Was the bracket change now targeted for reversal [under which taxable income of $25,000-$50,000 became subject to a higher 6% rate] the best feature of the Stelly Plan? Certainly not. Effected as an offset to the very sound sales tax reduction [on groceries and utilities] portion of the plan, it enabled a positive, progressive reform, but it did so by flattening the state’s income tax and by increasing the income tax liabilities of some not-so-very-wealthy state residents. The Stelly elimination of the state deduction for excess federal itemized deductions was a much sounder and more progressive change, and a similar elimination of the state deduction for federal taxes paid [not part of Stelly] would have been equally wise.
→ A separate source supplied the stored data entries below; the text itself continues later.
//! Simulation settings and custom case files.

use std::{
    collections::HashSet,
    fmt, fs, io,
    path::{Path, PathBuf},
    str::FromStr,
};

use serde::Deserialize;
use spacetherm_solvers::transient::{self, dopri5};
use thiserror::Error;

use crate::cases::{self, Case};

/// A settings or case file could not be loaded.
#[derive(Debug, Error)]
pub enum ConfigError {
    #[error("failed to read {path}")]
    Io {
        path: PathBuf,
        #[source]
        source: io::Error,
    },

    #[error("failed to parse {path}")]
    Parse {
        path: PathBuf,
        #[source]
        source: toml::de::Error,
    },

    #[error("invalid simulation settings")]
    Invalid(#[source] transient::Error),

    #[error("end time must be finite and positive, got {0}")]
    InvalidEndTime(f64),

    #[error("{path} defines no cases")]
    NoCases { path: PathBuf },

    #[error("case `{name}` is defined more than once")]
    DuplicateCase { name: String },

    #[error("case name `{name}` cannot be used as a file name")]
    InvalidCaseName { name: String },

    #[error("Euler step must be finite and positive, got {0}")]
    InvalidEulerStep(f64),
}

/// Integrator used for every scenario in a run.
#[derive(Debug, Clone, Copy, Default, PartialEq, Eq, Deserialize)]
#[serde(rename_all = "lowercase")]
pub enum Method {
    /// Adaptive Dormand–Prince 5(4).
    #[default]
    Dopri5,
    /// Fixed-step forward Euler with [`SimulationConfig::euler_step`].
    Euler,
}

impl fmt::Display for Method {
    fn fmt(&self, f: &mut fmt::Formatter<'_>) -> fmt::Result {
        f.write_str(match self {
            Self::Dopri5 => "dopri5",
            Self::Euler => "euler",
        })
    }
}

/// An unrecognised integrator name.
#[derive(Debug, Clone, PartialEq, Eq, Error)]
#[error("unknown method `{0}`, expected dopri5 or euler")]
pub struct UnknownMethod(pub String);

impl FromStr for Method {
    type Err = UnknownMethod;

    fn from_str(s: &str) -> Result<Self, Self::Err> {
        match s.to_ascii_lowercase().as_str() {
            "dopri5" => Ok(Self::Dopri5),
            "euler" => Ok(Self::Euler),
            _ => Err(UnknownMethod(s.to_owned())),
        }
    }
}

/// Integration settings shared by every scenario in a run.
///
/// ```toml
/// t_end = 5.0e5
/// abs_tol = 1.0e-2
/// max_step = 1.0e3
/// ```
#[derive(Debug, Clone, Copy, PartialEq, Deserialize)]
#[serde(default, deny_unknown_fields)]
pub struct SimulationConfig {
    /// End time of every scenario, s.
    pub t_end: f64,
    pub abs_tol: f64,
    pub rel_tol: f64,
    /// Initial step size, chosen automatically when absent.
    pub first_step: Option<f64>,
    /// Largest step size, unbounded when absent.
    pub max_step: Option<f64>,
    pub method: Method,
    /// Target step size for [`Method::Euler`], s. Shortened so a whole
    /// number of steps lands on `t_end`.
    pub euler_step: f64,
}

impl Default for SimulationConfig {
    fn default() -> Self {
        Self {
            t_end: 1.0e6,
            abs_tol: 1.0e-2,
            rel_tol: 1.0e-3,
            first_step: None,
            max_step: None,
            method: Method::Dopri5,
            euler_step: 10.0,
        }
    }
}

impl SimulationConfig {
    /// Parses settings from TOML text; missing keys keep their defaults.
    ///
    /// # Errors
    ///
    /// Returns an error for malformed TOML, unknown keys, or invalid values.
    pub fn from_toml_str(text: &str) -> Result<Self, ConfigError> {
        let config: Self = toml::from_str(text).map_err(|source| ConfigError::Parse {
            path: PathBuf::from("<string>"),
            source,
        })?;
        config.validate()?;
        Ok(config)
    }

    /// Loads settings from a TOML file.
    ///
    /// # Errors
    ///
    /// Returns an error if the file cannot be read or parsed, or holds
    /// invalid values.
    pub fn load(path: impl AsRef<Path>) -> Result<Self, ConfigError> {
        let path = path.as_ref();
        let text = read(path)?;
        let config: Self = toml::from_str(&text).map_err(|source| ConfigError::Parse {
            path: path.to_owned(),
            source,
        })?;
        config.validate()?;
        Ok(config)
    }

    /// Checks the end time and the derived solver settings.
    ///
    /// # Errors
    ///
    /// Returns the first invalid value found.
    pub fn validate(&self) -> Result<(), ConfigError> {
        if !(self.t_end.is_finite() && self.t_end > 0.0) {
            return Err(ConfigError::InvalidEndTime(self.t_end));
        }
        if !(self.euler_step.is_finite() && self.euler_step > 0.0) {
            return Err(ConfigError::InvalidEulerStep(self.euler_step));
        }
        self.solver_config().validate().map_err(ConfigError::Invalid)
    }

    /// The Dormand–Prince settings for these tolerances and step limits.
    pub fn solver_config(&self) -> dopri5::Config {
        dopri5::Config {
            abs_tol: self.abs_tol,
            rel_tol: self.rel_tol,
            first_step: self.first_step,
            max_step: self.max_step.unwrap_or(f64::INFINITY),
        }
    }

    /// Step size and step count for [`Method::Euler`] over `t_end`.
    ///
    /// # Errors
    ///
    /// Returns an error if the end time or step size is invalid.
    #[allow(clippy::cast_possible_truncation, clippy::cast_sign_loss)]
    pub fn euler_schedule(&self) -> Result<(f64, usize), ConfigError> {
        self.validate()?;
        let steps = (self.t_end / self.euler_step).ceil().max(1.0);
        Ok((self.t_end / steps, steps as usize))
    }
}

/// Checks that every case can name its own report files.
///
/// # Errors
///
/// Returns an error for a repeated name, or a name that is empty or would
/// leave the output directory.
pub fn validate_cases(cases: &[Case]) -> Result<(), ConfigError> {
    let mut seen = HashSet::new();
    for case in cases {
        let name = case.name.as_str();
        if name.trim().is_empty() || name == "." || name == ".." || name.contains(['/', '\\']) {
            return Err(ConfigError::InvalidCaseName {
                name: name.to_owned(),
            });
        }
        if !seen.insert(name) {
            return Err(ConfigError::DuplicateCase {
                name: name.to_owned(),
            });
        }
    }
    Ok(())
}

/// Loads custom cases from a TOML file of `[[case]]` tables.
///
/// # Errors
///
/// Returns an error if the file cannot be read or parsed, defines no cases,
/// or fails [`validate_cases`].
pub fn load_cases(path: impl AsRef<Path>) -> Result<Vec<Case>, ConfigError> {
    let path = path.as_ref();
    let text = read(path)?;
    let cases = cases::parse_cases(&text).map_err(|source| ConfigError::Parse {
        path: path.to_owned(),
        source,
    })?;
    if cases.is_empty() {
        return Err(ConfigError::NoCases {
            path: path.to_owned(),
        });
    }
    validate_cases(&cases)?;
    Ok(cases)
}

fn read(path: &Path) -> Result<String, ConfigError> {
    fs::read_to_string(path).map_err(|source| ConfigError::Io {
        path: path.to_owned(),
        source,
    })
}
Recognition of the Stelly Plan’s imperfections, however, along with the emergence of the current S.B. 87 circus, should not blind the state to the chief and still undiminished virtue of the Stelly Plan: that it made the state’s tax code a little less regressive. In the end, Louisiana would be wise to do more and not less of this, for it would simultaneously allow for greater revenue growth with lower rates; make the “ability-to-pay” principle a more influential feature of the state’s tax code; increase economic activity by virtue of its positive effect on bottom-bracket consumer demand; increase the stability of revenue growth; and—not to be forgotten—make possible what is essentially a larger federal contribution to Louisiana revenue [in the form of larger federal income tax deductions for state income taxes paid].

Dave Shreve, Charlottesville, Va.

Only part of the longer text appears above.